## WHAT IS NEEDED
Look through the data below and say how many of its lines contain "FieldViolation", adding nothing else.

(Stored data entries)
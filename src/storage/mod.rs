//! Durable storage
//!
//! Key-value persistence shared by the achievement registry and the
//! path selection record.

pub mod store;
pub mod path;

pub use store::{KeyValueStore, MemoryStore, FileStore, load_json, save_json, default_data_dir};
pub use path::{Door, PathSelection, PathTiers, HardwareTier, BudgetTier, ExpertiseTier, select_path, load_path};

/// Key holding the JSON array of unlocked achievement ids
pub const ACHIEVEMENTS_KEY: &str = "wirthforge_achievements";

/// Key holding the JSON path selection object
pub const PATH_KEY: &str = "wirthforge_path";
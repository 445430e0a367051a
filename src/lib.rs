//! Wirthforge - energy patterns and achievements for a local-AI playground
//!
//! Two leaf components over small collaborators:
//! an achievement registry persisted to key-value storage, and an energy
//! simulation store whose particle batches come from named pattern generators.

pub mod achievements;
pub mod energy;
pub mod storage;
pub mod config;
pub mod error;
pub mod api;
pub mod ui;

// Re-export commonly used types
pub use achievements::{Achievement, AchievementRegistry, UnlockOutcome};
pub use energy::{EnergyFlow, EnergySimulationStore, EnergyType, Particle};
pub use config::{ConfigSource, ForgeConfig};
pub use error::{ConfigError, StorageError};
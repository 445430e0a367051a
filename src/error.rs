//! Error types
//!
//! Library-level errors. Registry and store operations absorb these and log;
//! they only surface from the storage and config layers.

use std::io;
use std::path::PathBuf;

use thiserror::Error;

/// Failures of the durable key-value storage layer
#[derive(Debug, Error)]
pub enum StorageError {
    #[error("storage I/O error for key '{key}': {source}")]
    Io {
        key: String,
        #[source]
        source: io::Error,
    },
    #[error("invalid storage key '{0}' (allowed: A-Z a-z 0-9 _ -)")]
    InvalidKey(String),
    #[error("serialization error: {0}")]
    Serialization(#[from] serde_json::Error),
}

/// Failures while reading or writing `config.ron`
#[derive(Debug, Error)]
pub enum ConfigError {
    #[error("failed to read config {path:?}: {source}")]
    Read {
        path: PathBuf,
        #[source]
        source: io::Error,
    },
    #[error("failed to write config {path:?}: {source}")]
    Write {
        path: PathBuf,
        #[source]
        source: io::Error,
    },
    #[error("failed to parse config: {0}")]
    Parse(#[from] ron::error::SpannedError),
    #[error("failed to serialize config: {0}")]
    Serialize(#[from] ron::Error),
}
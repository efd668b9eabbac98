use std::fmt;

use thiserror::Error;

/// Error for AccountId parsing failures
#[derive(Debug, Clone, Error, PartialEq, Eq)]
pub enum AccountIdError {
    #[error("Invalid account id: {0}")]
    InvalidFormat(String),
}

/// Error for FullName validation failures
#[derive(Debug, Clone, Error, PartialEq, Eq)]
pub enum FullNameError {
    #[error("Full name cannot be empty")]
    Empty,

    #[error("Full name must be 2-255 characters, got {0}")]
    InvalidLength(usize),
}

/// Error for EmailAddress validation failures
#[derive(Debug, Clone, Error, PartialEq, Eq)]
pub enum EmailError {
    #[error("Invalid email format: {0}")]
    InvalidFormat(String),
}

/// Error for Role parsing failures
#[derive(Debug, Clone, Error, PartialEq, Eq)]
pub enum RoleError {
    #[error("Unknown role: {0} (expected student, mentor, or admin)")]
    Unknown(String),
}

/// Error for password policy violations
#[derive(Debug, Clone, Error, PartialEq, Eq)]
pub enum PasswordPolicyError {
    #[error("Password must be at least {min} characters")]
    TooShort { min: usize },
}

/// A single violated input field with its human-readable reason.
#[derive(Debug, Clone, PartialEq, Eq)]
pub struct FieldViolation {
    pub field: &'static str,
    pub message: String,
}

impl FieldViolation {
    pub fn new(field: &'static str, message: String) -> Self {
        Self { field, message }
    }
}

impl fmt::Display for FieldViolation {
    fn fmt(&self, f: &mut fmt::Formatter<'_>) -> fmt::Result {
        write!(f, "{}: {}", self.field, self.message)
    }
}

/// Malformed input or business-rule violation.
///
/// Recoverable by the caller correcting input; carries a message and
/// optional field-level detail.
#[derive(Debug, Clone, Error, PartialEq, Eq)]
#[error("{message}")]
pub struct ValidationError {
    pub message: String,
    pub violations: Vec<FieldViolation>,
}

impl ValidationError {
    pub fn new(message: impl Into<String>) -> Self {
        Self {
            message: message.into(),
            violations: Vec::new(),
        }
    }

    pub fn from_violations(violations: Vec<FieldViolation>) -> Self {
        let message = violations
            .iter()
            .map(FieldViolation::to_string)
            .collect::<Vec<_>>()
            .join("; ");
        Self {
            message,
            violations,
        }
    }
}

/// Registry-level errors for account persistence.
#[derive(Debug, Clone, Error)]
pub enum AccountError {
    /// An account with this email already exists, whether caught by the
    /// pre-insert lookup or by the storage uniqueness constraint.
    #[error("Email already registered")]
    DuplicateEmail,

    #[error("Database error: {0}")]
    Database(String),
}

/// Workflow-boundary error taxonomy.
///
/// Everything below the authentication workflow is translated into one of
/// these before reaching a caller; raw storage or library error text never
/// crosses this boundary for the credential/token variants.
#[derive(Debug, Clone, Error)]
pub enum AuthError {
    #[error("{0}")]
    Validation(#[from] ValidationError),

    /// Uniform outcome for unknown email, wrong password, and inactive
    /// account; the message never varies between those sub-cases.
    #[error("Invalid email or password")]
    AuthenticationFailed,

    /// Uniform outcome for signature failure, decode failure, expiry,
    /// and kind mismatch.
    #[error("Invalid or expired token")]
    InvalidToken,

    #[error("Database error: {0}")]
    Database(String),

    #[error("Internal error: {0}")]
    Internal(String),
}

## ANSWER AREA
6